### Your assignment
Only these lines of the data below are wanted: the one with "filename src/imaging/rust_backend.rs", the one with "center crop) |", and any lines between them, each repeated exactly.

[Saved entries]
-- Opening Marker --

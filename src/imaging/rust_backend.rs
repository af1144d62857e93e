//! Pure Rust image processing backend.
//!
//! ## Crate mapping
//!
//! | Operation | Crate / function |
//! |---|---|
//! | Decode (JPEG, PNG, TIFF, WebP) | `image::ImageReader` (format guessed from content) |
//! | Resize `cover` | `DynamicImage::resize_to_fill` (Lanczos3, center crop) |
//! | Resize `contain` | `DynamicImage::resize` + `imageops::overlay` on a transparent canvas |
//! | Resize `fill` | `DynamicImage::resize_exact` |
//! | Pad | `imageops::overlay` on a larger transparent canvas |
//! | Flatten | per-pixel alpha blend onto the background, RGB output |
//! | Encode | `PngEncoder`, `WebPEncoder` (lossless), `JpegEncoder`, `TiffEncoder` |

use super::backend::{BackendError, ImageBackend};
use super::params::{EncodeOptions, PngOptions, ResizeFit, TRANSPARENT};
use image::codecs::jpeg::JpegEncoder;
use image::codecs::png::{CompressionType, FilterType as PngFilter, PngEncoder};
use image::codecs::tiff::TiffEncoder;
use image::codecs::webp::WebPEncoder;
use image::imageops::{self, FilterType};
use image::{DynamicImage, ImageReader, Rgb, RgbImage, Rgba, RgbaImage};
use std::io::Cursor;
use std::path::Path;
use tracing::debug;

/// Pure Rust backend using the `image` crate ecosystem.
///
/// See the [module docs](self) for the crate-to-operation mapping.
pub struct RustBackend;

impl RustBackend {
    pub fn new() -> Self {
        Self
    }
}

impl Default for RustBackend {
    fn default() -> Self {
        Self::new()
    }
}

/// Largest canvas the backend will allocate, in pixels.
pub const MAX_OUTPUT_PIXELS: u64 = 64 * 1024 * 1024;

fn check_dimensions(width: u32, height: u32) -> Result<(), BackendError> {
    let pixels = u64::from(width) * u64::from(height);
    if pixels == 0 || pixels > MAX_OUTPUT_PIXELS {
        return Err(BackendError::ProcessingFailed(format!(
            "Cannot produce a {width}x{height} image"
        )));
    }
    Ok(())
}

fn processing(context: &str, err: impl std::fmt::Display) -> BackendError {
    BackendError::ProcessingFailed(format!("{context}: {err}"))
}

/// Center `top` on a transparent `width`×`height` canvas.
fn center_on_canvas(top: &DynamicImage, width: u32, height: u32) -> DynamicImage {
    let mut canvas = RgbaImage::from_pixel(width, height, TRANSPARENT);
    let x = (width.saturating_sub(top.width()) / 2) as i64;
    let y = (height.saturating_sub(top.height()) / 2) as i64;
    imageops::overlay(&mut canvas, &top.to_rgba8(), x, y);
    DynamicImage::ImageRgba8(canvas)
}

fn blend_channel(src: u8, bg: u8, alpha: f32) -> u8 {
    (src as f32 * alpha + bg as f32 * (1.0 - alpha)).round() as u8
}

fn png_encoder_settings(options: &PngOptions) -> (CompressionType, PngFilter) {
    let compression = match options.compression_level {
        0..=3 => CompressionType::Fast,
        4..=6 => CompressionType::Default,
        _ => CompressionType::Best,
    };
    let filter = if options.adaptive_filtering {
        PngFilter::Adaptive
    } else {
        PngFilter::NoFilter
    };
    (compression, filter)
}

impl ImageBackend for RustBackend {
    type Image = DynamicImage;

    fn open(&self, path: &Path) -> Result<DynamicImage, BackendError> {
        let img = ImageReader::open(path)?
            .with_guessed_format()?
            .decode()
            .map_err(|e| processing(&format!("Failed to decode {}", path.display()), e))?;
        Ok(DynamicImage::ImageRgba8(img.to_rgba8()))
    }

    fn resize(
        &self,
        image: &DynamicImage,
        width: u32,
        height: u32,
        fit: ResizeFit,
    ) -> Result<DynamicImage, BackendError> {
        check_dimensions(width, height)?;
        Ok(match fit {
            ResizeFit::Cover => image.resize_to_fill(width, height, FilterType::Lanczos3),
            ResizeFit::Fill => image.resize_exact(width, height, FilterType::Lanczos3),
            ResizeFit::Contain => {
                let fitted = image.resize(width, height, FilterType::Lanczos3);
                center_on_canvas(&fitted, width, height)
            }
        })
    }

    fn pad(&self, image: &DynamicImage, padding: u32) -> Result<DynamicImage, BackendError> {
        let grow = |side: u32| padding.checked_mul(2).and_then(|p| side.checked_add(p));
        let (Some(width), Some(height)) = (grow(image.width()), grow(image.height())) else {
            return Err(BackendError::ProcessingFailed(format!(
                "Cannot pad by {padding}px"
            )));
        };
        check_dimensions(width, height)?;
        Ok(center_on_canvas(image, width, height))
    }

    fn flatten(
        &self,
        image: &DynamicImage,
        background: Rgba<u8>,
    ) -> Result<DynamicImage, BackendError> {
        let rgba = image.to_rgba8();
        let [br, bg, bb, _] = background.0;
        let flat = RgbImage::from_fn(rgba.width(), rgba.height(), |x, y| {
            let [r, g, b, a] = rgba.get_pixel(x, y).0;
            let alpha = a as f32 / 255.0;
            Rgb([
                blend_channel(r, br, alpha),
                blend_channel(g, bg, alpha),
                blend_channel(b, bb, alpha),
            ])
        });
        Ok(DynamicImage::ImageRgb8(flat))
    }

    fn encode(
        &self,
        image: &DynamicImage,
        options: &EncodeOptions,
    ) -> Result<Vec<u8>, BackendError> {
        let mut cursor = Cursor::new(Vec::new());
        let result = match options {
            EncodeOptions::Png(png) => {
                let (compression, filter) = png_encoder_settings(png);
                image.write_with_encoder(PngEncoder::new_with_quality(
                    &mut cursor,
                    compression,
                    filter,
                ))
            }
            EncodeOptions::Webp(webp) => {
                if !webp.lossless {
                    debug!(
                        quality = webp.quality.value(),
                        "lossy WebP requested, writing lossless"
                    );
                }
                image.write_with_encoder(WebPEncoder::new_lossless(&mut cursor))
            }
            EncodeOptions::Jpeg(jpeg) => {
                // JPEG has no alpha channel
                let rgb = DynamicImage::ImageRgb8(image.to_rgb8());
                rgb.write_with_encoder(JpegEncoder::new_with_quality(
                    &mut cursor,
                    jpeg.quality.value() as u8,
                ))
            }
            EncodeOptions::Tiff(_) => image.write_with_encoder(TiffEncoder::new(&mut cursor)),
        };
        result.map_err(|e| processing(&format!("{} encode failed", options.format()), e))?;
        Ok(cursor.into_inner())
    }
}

-- Closing Marker --
-- Opening Marker --

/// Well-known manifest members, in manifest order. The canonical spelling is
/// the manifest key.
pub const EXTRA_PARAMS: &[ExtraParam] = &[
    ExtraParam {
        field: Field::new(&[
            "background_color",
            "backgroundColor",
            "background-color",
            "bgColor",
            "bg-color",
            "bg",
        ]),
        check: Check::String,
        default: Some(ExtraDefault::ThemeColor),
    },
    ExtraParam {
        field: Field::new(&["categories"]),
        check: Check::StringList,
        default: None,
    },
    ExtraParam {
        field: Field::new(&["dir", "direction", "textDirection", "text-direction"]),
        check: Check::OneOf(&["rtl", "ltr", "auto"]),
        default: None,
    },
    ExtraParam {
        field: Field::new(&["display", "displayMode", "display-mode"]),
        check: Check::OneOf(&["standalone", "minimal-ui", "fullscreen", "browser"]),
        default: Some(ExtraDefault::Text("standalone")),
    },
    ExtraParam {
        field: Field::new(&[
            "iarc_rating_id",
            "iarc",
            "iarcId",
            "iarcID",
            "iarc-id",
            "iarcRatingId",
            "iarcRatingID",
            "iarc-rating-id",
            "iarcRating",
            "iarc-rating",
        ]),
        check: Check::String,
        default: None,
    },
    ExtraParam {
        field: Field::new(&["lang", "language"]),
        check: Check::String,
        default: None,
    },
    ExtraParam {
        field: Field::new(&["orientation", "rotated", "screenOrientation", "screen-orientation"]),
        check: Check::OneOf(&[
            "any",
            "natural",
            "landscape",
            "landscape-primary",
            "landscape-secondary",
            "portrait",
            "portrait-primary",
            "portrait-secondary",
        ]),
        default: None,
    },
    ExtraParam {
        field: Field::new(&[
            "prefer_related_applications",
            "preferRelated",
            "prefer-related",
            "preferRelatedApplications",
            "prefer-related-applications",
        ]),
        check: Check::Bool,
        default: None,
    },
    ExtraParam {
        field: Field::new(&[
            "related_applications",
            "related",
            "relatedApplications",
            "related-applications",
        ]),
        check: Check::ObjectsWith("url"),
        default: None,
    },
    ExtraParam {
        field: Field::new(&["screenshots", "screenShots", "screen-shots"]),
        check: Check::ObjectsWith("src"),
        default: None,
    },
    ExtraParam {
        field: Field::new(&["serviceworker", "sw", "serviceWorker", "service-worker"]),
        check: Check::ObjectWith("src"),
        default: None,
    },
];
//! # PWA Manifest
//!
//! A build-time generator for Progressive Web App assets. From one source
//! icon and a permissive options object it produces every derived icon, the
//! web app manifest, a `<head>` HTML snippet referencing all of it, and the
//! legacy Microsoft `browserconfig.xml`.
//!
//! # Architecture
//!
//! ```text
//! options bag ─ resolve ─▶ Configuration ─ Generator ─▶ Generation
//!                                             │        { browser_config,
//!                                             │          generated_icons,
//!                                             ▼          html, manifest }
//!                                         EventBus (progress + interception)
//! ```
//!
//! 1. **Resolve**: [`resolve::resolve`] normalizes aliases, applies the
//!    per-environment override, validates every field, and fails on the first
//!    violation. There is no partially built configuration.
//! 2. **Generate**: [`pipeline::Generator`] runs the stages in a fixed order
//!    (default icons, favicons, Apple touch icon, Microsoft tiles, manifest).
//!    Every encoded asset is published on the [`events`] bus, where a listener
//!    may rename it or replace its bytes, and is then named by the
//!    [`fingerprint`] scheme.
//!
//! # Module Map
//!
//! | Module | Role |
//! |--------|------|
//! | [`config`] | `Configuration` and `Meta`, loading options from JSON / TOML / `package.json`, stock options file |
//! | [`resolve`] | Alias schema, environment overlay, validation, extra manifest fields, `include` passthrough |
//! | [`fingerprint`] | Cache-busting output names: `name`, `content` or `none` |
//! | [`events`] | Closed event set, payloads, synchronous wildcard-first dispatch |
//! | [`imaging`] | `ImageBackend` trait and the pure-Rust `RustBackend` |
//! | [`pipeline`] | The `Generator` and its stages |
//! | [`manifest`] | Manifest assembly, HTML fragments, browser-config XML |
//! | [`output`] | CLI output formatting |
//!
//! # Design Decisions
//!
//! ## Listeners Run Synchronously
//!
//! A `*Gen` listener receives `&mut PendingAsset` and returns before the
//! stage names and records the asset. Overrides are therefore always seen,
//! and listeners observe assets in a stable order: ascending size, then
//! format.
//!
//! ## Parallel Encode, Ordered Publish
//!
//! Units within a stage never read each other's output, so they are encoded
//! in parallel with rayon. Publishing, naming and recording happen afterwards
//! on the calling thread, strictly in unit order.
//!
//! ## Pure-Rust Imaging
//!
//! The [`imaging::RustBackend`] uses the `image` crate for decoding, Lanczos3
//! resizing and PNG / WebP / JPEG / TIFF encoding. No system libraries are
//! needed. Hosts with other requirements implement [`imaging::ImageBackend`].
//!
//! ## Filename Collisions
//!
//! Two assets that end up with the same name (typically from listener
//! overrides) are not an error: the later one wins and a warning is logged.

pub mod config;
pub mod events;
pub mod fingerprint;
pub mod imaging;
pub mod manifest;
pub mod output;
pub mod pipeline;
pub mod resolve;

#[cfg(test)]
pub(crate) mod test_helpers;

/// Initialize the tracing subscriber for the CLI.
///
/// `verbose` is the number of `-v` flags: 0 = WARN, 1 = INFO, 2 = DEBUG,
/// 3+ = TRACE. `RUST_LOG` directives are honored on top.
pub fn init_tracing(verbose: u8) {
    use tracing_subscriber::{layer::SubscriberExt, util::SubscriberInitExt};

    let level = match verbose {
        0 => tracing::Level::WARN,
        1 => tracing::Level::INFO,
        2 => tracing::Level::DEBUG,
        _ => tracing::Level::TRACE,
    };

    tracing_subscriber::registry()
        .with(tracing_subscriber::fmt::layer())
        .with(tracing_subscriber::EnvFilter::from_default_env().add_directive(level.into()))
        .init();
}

-- Closing Marker --

### Answer box
filename src/imaging/rust_backend.rs
repository af1144d62857e93e
//! Pure Rust image processing backend.
//!
//! ## Crate mapping
//!
//! | Operation | Crate / function |
//! |---|---|
//! | Decode (JPEG, PNG, TIFF, WebP) | `image::ImageReader` (format guessed from content) |
//! | Resize `cover` | `DynamicImage::resize_to_fill` (Lanczos3, center crop) |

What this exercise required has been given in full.